*Task details*. Lines of the records that hold the word "struct" are to be counted; give the number and nothing more.

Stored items

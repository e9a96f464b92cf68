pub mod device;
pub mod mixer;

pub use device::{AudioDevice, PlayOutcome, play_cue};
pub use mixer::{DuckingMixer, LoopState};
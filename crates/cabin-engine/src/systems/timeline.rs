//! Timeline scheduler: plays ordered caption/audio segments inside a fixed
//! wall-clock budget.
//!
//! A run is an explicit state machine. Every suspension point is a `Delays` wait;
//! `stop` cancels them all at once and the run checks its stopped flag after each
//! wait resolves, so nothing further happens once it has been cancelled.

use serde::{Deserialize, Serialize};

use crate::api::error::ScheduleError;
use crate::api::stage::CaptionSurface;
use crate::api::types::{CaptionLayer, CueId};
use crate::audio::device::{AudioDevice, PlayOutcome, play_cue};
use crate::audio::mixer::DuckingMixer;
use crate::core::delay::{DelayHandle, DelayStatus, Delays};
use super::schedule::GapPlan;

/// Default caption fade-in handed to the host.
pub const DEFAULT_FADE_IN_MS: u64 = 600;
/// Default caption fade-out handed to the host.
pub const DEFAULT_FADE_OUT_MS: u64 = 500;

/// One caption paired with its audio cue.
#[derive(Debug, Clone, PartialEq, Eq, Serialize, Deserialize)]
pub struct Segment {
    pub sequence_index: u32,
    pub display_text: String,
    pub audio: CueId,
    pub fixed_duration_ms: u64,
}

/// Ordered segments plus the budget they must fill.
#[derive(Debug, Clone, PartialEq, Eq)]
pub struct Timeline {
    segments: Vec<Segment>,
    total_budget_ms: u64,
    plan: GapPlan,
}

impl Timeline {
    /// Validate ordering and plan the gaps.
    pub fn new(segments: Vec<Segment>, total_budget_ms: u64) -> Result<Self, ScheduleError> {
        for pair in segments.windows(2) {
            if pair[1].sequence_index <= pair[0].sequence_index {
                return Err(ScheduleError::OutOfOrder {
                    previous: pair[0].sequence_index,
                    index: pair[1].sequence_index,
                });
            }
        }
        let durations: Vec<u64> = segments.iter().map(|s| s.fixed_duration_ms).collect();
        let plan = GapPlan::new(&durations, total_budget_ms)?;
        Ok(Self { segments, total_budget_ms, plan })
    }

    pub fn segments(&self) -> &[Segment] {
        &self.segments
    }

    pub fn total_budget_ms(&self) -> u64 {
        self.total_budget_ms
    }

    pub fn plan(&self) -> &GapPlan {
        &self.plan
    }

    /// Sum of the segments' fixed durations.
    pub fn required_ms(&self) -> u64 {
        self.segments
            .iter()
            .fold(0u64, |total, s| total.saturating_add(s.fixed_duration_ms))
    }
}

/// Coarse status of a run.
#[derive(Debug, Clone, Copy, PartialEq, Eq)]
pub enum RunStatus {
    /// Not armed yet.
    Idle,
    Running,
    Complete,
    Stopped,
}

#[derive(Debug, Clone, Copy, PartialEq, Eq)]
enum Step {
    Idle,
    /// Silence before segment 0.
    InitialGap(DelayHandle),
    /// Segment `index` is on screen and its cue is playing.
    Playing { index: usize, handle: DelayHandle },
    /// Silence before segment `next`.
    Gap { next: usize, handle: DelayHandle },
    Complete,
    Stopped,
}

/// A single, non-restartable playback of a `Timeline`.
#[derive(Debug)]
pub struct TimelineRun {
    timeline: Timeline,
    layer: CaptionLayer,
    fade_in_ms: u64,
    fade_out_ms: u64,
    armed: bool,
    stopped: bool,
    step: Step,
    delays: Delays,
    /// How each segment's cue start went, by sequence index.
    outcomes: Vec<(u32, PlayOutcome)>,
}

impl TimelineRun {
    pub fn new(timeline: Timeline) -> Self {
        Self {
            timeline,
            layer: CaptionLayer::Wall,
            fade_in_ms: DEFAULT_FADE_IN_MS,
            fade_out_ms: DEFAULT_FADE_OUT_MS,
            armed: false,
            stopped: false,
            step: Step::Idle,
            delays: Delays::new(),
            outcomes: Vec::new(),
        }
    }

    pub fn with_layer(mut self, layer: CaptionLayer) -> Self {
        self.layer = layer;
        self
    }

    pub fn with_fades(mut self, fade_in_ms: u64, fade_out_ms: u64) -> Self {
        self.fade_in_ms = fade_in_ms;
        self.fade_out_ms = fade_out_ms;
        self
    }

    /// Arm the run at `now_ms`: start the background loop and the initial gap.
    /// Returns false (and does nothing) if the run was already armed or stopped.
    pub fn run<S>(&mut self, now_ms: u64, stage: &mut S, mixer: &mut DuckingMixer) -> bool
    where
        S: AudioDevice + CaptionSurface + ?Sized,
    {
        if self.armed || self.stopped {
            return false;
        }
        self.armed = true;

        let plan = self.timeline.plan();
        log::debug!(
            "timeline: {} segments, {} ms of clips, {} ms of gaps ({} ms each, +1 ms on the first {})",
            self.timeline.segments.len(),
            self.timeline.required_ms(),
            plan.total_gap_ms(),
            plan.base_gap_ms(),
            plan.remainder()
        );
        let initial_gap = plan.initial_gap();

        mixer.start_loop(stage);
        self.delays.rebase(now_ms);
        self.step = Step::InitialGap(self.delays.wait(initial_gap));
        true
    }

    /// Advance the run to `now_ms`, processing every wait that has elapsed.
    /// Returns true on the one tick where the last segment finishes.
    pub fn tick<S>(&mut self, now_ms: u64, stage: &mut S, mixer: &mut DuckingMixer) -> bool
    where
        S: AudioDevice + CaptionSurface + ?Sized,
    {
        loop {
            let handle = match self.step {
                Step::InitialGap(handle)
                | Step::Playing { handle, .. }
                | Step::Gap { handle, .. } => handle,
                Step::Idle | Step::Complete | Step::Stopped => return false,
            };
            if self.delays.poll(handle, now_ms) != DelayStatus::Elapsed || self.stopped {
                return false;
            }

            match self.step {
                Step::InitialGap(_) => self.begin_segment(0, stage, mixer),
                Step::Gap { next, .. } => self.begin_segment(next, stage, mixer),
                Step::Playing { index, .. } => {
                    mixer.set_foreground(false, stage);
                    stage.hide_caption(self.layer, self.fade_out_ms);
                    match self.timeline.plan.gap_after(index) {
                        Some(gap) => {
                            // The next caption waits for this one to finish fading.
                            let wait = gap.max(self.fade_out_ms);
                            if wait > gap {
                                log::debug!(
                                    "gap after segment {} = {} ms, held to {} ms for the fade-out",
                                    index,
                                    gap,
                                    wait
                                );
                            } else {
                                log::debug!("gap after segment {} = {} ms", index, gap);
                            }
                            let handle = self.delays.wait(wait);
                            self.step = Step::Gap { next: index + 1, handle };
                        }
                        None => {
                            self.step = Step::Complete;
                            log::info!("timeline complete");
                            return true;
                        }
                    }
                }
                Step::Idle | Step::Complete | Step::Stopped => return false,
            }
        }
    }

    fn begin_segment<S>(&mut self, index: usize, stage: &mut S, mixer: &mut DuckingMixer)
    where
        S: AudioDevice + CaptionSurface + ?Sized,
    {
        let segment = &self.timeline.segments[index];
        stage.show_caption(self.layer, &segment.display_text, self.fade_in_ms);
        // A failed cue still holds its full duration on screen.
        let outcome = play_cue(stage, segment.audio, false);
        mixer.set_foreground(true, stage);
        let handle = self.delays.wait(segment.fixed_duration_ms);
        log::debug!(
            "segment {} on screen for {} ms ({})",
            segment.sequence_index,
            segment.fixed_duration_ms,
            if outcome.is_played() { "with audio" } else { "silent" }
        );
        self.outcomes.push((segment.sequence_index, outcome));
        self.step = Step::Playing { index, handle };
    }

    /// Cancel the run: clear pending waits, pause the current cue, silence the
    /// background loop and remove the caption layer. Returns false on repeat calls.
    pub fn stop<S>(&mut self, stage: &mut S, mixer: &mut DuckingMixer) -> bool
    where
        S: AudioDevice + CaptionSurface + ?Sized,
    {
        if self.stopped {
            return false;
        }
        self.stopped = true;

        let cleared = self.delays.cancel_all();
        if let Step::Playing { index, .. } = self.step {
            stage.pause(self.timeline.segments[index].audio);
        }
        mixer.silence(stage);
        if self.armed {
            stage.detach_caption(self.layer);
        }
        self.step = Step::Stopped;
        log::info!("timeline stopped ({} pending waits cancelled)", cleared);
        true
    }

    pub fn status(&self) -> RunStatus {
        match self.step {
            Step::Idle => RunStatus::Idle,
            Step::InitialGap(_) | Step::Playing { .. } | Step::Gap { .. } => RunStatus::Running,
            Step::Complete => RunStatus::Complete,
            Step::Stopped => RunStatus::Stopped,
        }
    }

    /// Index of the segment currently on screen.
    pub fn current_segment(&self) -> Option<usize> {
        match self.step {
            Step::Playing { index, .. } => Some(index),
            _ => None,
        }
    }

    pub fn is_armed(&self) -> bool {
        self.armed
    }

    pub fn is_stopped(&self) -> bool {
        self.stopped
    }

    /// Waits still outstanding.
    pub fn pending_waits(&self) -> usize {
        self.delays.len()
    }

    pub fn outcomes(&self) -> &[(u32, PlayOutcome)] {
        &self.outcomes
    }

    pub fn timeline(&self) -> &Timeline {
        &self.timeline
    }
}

*Result of the task*. 3